Many of the previous replies to this thread summarize the overall theme of submission of fraudulent 510ks and have gone through the steps on why it would be hard for a company to embellish a false submission path due to the rigor and cost on having to submit a PMA post 510k submission. In terms of the risk associated with embellishing a new device to a previous, there isn't too much risk as long as you don't start to add a type of drug delivery or electronic implantable to a class II device. There are bounds before a class II becomes a class III device (even class II has a large amount of specifications on types of class II devices) that would become evident for one who works in the industry. Many companies will "copy" designs similar to a competitor not only for less rigorous verification and submission, but also because they want to take the market share the initial company has taken in that sector of the business.

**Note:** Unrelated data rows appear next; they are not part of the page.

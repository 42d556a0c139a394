//! Storage collaborator contract.
//!
//! The executor persists a record after each successful step. A failed
//! write is reported on the session but never undoes the ledger action.

use crate::StoreError;
use async_trait::async_trait;
use chrono::{DateTime, Utc};
use parking_lot::Mutex;
use rust_decimal::Decimal;
use std::sync::atomic::{AtomicBool, Ordering};

/// A trust line the operator established.
#[derive(Debug, Clone, PartialEq, Eq)]
pub struct TrustLineRecord {
    pub currency: String,
    pub issuer: String,
    pub limit: Decimal,
    pub tx_hash: String,
    pub test_mode: bool,
    pub created_at: DateTime<Utc>,
}

/// A purchase that followed a mirrored trust line.
#[derive(Debug, Clone, PartialEq, Eq)]
pub struct PurchaseRecord {
    pub currency: String,
    pub issuer: String,
    pub amount: Decimal,
    /// Net XRP spent, fee included. Unknown in test mode.
    pub xrp_cost: Option<Decimal>,
    pub tx_hash: String,
    pub test_mode: bool,
    pub created_at: DateTime<Utc>,
}

#[async_trait]
pub trait MirrorStore: Send + Sync {
    async fn record_trust_line(&self, record: &TrustLineRecord) -> Result<(), StoreError>;

    async fn record_purchase(&self, record: &PurchaseRecord) -> Result<(), StoreError>;
}

/// Keeps records in memory, for tests.
#[derive(Debug, Default)]
pub struct RecordingStore {
    trust_lines: Mutex<Vec<TrustLineRecord>>,
    purchases: Mutex<Vec<PurchaseRecord>>,
    fail_writes: AtomicBool,
}

impl RecordingStore {
    pub fn new() -> Self {
        Self::default()
    }

    /// Make every subsequent write fail.
    pub fn fail_writes(&self, fail: bool) {
        self.fail_writes.store(fail, Ordering::SeqCst);
    }

    pub fn trust_lines(&self) -> Vec<TrustLineRecord> {
        self.trust_lines.lock().clone()
    }

    pub fn purchases(&self) -> Vec<PurchaseRecord> {
        self.purchases.lock().clone()
    }

    pub fn is_empty(&self) -> bool {
        self.trust_lines.lock().is_empty() && self.purchases.lock().is_empty()
    }

    fn check_writable(&self) -> Result<(), StoreError> {
        if self.fail_writes.load(Ordering::SeqCst) {
            return Err(StoreError::Write("recording store is read-only".to_string()));
        }
        Ok(())
    }
}

#[async_trait]
impl MirrorStore for RecordingStore {
    async fn record_trust_line(&self, record: &TrustLineRecord) -> Result<(), StoreError> {
        self.check_writable()?;
        self.trust_lines.lock().push(record.clone());
        Ok(())
    }

    async fn record_purchase(&self, record: &PurchaseRecord) -> Result<(), StoreError> {
        self.check_writable()?;
        self.purchases.lock().push(record.clone());
        Ok(())
    }
}
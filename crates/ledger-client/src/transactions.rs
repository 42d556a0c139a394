//! Transaction JSON builders and metadata helpers.

use crate::{LedgerError, LedgerResult, PurchaseRequest, TrustSetRequest};
use rust_decimal::prelude::ToPrimitive;
use rust_decimal::Decimal;
use serde_json::{json, Value};

/// Allow the payment to deliver less than `Amount` (down to `DeliverMin`).
pub const TF_PARTIAL_PAYMENT: u32 = 0x0002_0000;

const DROPS_PER_XRP: i64 = 1_000_000;

/// XRP to integer drops, truncating sub-drop precision.
pub fn xrp_to_drops(xrp: Decimal) -> LedgerResult<String> {
    let drops = (xrp * Decimal::from(DROPS_PER_XRP)).trunc();
    if drops <= Decimal::ZERO {
        return Err(LedgerError::InvalidAmount(format!(
            "{} XRP is less than one drop",
            xrp
        )));
    }
    drops
        .to_u64()
        .map(|d| d.to_string())
        .ok_or_else(|| LedgerError::InvalidAmount(format!("{} XRP is out of range", xrp)))
}

/// Integer drops string to XRP.
pub fn drops_to_xrp(drops: &str) -> Option<Decimal> {
    let drops: i64 = drops.parse().ok()?;
    Some(Decimal::from(drops) / Decimal::from(DROPS_PER_XRP))
}

fn issued_amount(currency: &str, issuer: &str, value: Decimal) -> Value {
    json!({
        "currency": currency,
        "issuer": issuer,
        "value": value.normalize().to_string(),
    })
}

/// `TrustSet` from `account` with the requested limit.
pub fn trust_set_tx(account: &str, request: &TrustSetRequest) -> Value {
    json!({
        "TransactionType": "TrustSet",
        "Account": account,
        "LimitAmount": issued_amount(&request.currency, &request.issuer, request.limit),
    })
}

/// Cross-currency `Payment` from `account` to itself.
///
/// Spends at most `send_max_xrp`; delivers at least
/// `amount * (1 - slippage_percent / 100)`.
pub fn purchase_tx(account: &str, request: &PurchaseRequest) -> LedgerResult<Value> {
    if request.amount <= Decimal::ZERO {
        return Err(LedgerError::InvalidAmount(format!(
            "purchase amount {} must be positive",
            request.amount
        )));
    }
    let tolerance = Decimal::ONE - request.slippage_percent / Decimal::ONE_HUNDRED;
    let deliver_min = (request.amount * tolerance).max(Decimal::ZERO);

    Ok(json!({
        "TransactionType": "Payment",
        "Account": account,
        "Destination": account,
        "Amount": issued_amount(&request.currency, &request.issuer, request.amount),
        "DeliverMin": issued_amount(&request.currency, &request.issuer, deliver_min),
        "SendMax": xrp_to_drops(request.send_max_xrp)?,
        "Flags": TF_PARTIAL_PAYMENT,
    }))
}

/// Net XRP that left `account` according to a transaction's metadata.
///
/// `None` when the account root is not among the affected nodes.
pub fn xrp_spent_from_meta(meta: &Value, account: &str) -> Option<Decimal> {
    let nodes = meta.get("AffectedNodes")?.as_array()?;
    nodes.iter().find_map(|node| {
        let modified = node.get("ModifiedNode")?;
        if modified.get("LedgerEntryType")?.as_str()? != "AccountRoot" {
            return None;
        }
        let final_fields = modified.get("FinalFields")?;
        if final_fields.get("Account")?.as_str()? != account {
            return None;
        }
        let after = drops_to_xrp(final_fields.get("Balance")?.as_str()?)?;
        let before = modified
            .get("PreviousFields")
            .and_then(|p| p.get("Balance"))
            .and_then(Value::as_str)
            .and_then(drops_to_xrp)
            .unwrap_or(after);
        Some(before - after)
    })
}

#[cfg(test)]
mod tests {
    use super::*;
    use rust_decimal_macros::dec;

    const OPERATOR: &str = "rHb9CJAWyB4rj91VRWn96DkukG4bwdtyTh";
    const ISSUER: &str = "rPT1Sjq2YGrBMTttX4GZHjKu9dyfzbpAYe";

    #[test]
    fn test_xrp_to_drops() {
        assert_eq!(xrp_to_drops(dec!(85)).unwrap(), "85000000");
        assert_eq!(xrp_to_drops(dec!(0.0000015)).unwrap(), "1");
        assert!(xrp_to_drops(dec!(0)).is_err());
        assert!(xrp_to_drops(dec!(0.0000001)).is_err());
    }

    #[test]
    fn test_drops_to_xrp() {
        assert_eq!(drops_to_xrp("12").unwrap(), dec!(0.000012));
        assert!(drops_to_xrp("12.5").is_none());
    }

    #[test]
    fn test_trust_set_tx_shape() {
        let tx = trust_set_tx(
            OPERATOR,
            &TrustSetRequest {
                currency: "FOO".to_string(),
                issuer: ISSUER.to_string(),
                limit: dec!(1000.00),
            },
        );

        assert_eq!(tx["TransactionType"], "TrustSet");
        assert_eq!(tx["Account"], OPERATOR);
        assert_eq!(tx["LimitAmount"]["currency"], "FOO");
        assert_eq!(tx["LimitAmount"]["issuer"], ISSUER);
        assert_eq!(tx["LimitAmount"]["value"], "1000");
    }

    #[test]
    fn test_purchase_tx_bounds() {
        let tx = purchase_tx(
            OPERATOR,
            &PurchaseRequest {
                currency: "FOO".to_string(),
                issuer: ISSUER.to_string(),
                amount: dec!(1),
                send_max_xrp: dec!(85),
                slippage_percent: dec!(5),
            },
        )
        .unwrap();

        assert_eq!(tx["TransactionType"], "Payment");
        assert_eq!(tx["Destination"], OPERATOR);
        assert_eq!(tx["Amount"]["value"], "1");
        assert_eq!(tx["DeliverMin"]["value"], "0.95");
        assert_eq!(tx["SendMax"], "85000000");
        assert_eq!(tx["Flags"], TF_PARTIAL_PAYMENT);
    }

    #[test]
    fn test_purchase_tx_rejects_non_positive_amount() {
        let request = PurchaseRequest {
            currency: "FOO".to_string(),
            issuer: ISSUER.to_string(),
            amount: dec!(0),
            send_max_xrp: dec!(85),
            slippage_percent: dec!(5),
        };
        assert!(matches!(
            purchase_tx(OPERATOR, &request),
            Err(LedgerError::InvalidAmount(_))
        ));
    }

    #[test]
    fn test_xrp_spent_from_meta() {
        let meta = json!({
            "AffectedNodes": [
                {"ModifiedNode": {
                    "LedgerEntryType": "RippleState",
                    "FinalFields": {"Balance": {"currency": "FOO", "value": "1"}}
                }},
                {"ModifiedNode": {
                    "LedgerEntryType": "AccountRoot",
                    "FinalFields": {"Account": ISSUER, "Balance": "500000000"},
                    "PreviousFields": {"Balance": "480000000"}
                }},
                {"ModifiedNode": {
                    "LedgerEntryType": "AccountRoot",
                    "FinalFields": {"Account": OPERATOR, "Balance": "79999988"},
                    "PreviousFields": {"Balance": "100000000"}
                }}
            ],
            "TransactionResult": "tesSUCCESS"
        });

        assert_eq!(xrp_spent_from_meta(&meta, OPERATOR), Some(dec!(20.000012)));
        assert_eq!(xrp_spent_from_meta(&meta, "rUnrelated"), None);
    }
}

Most companies, both from ethical and business standpoints, would take responsibility in submission routes and how they want to choose the class of their device. 

Another reason why many companies wouldn't submit an incorrect submission path is the fact that many in the industry are morally driven to help the patients who are using that said medical device. People are morally guided are or have a large amount of compassion in doing the right thing when they are working with life changing devices.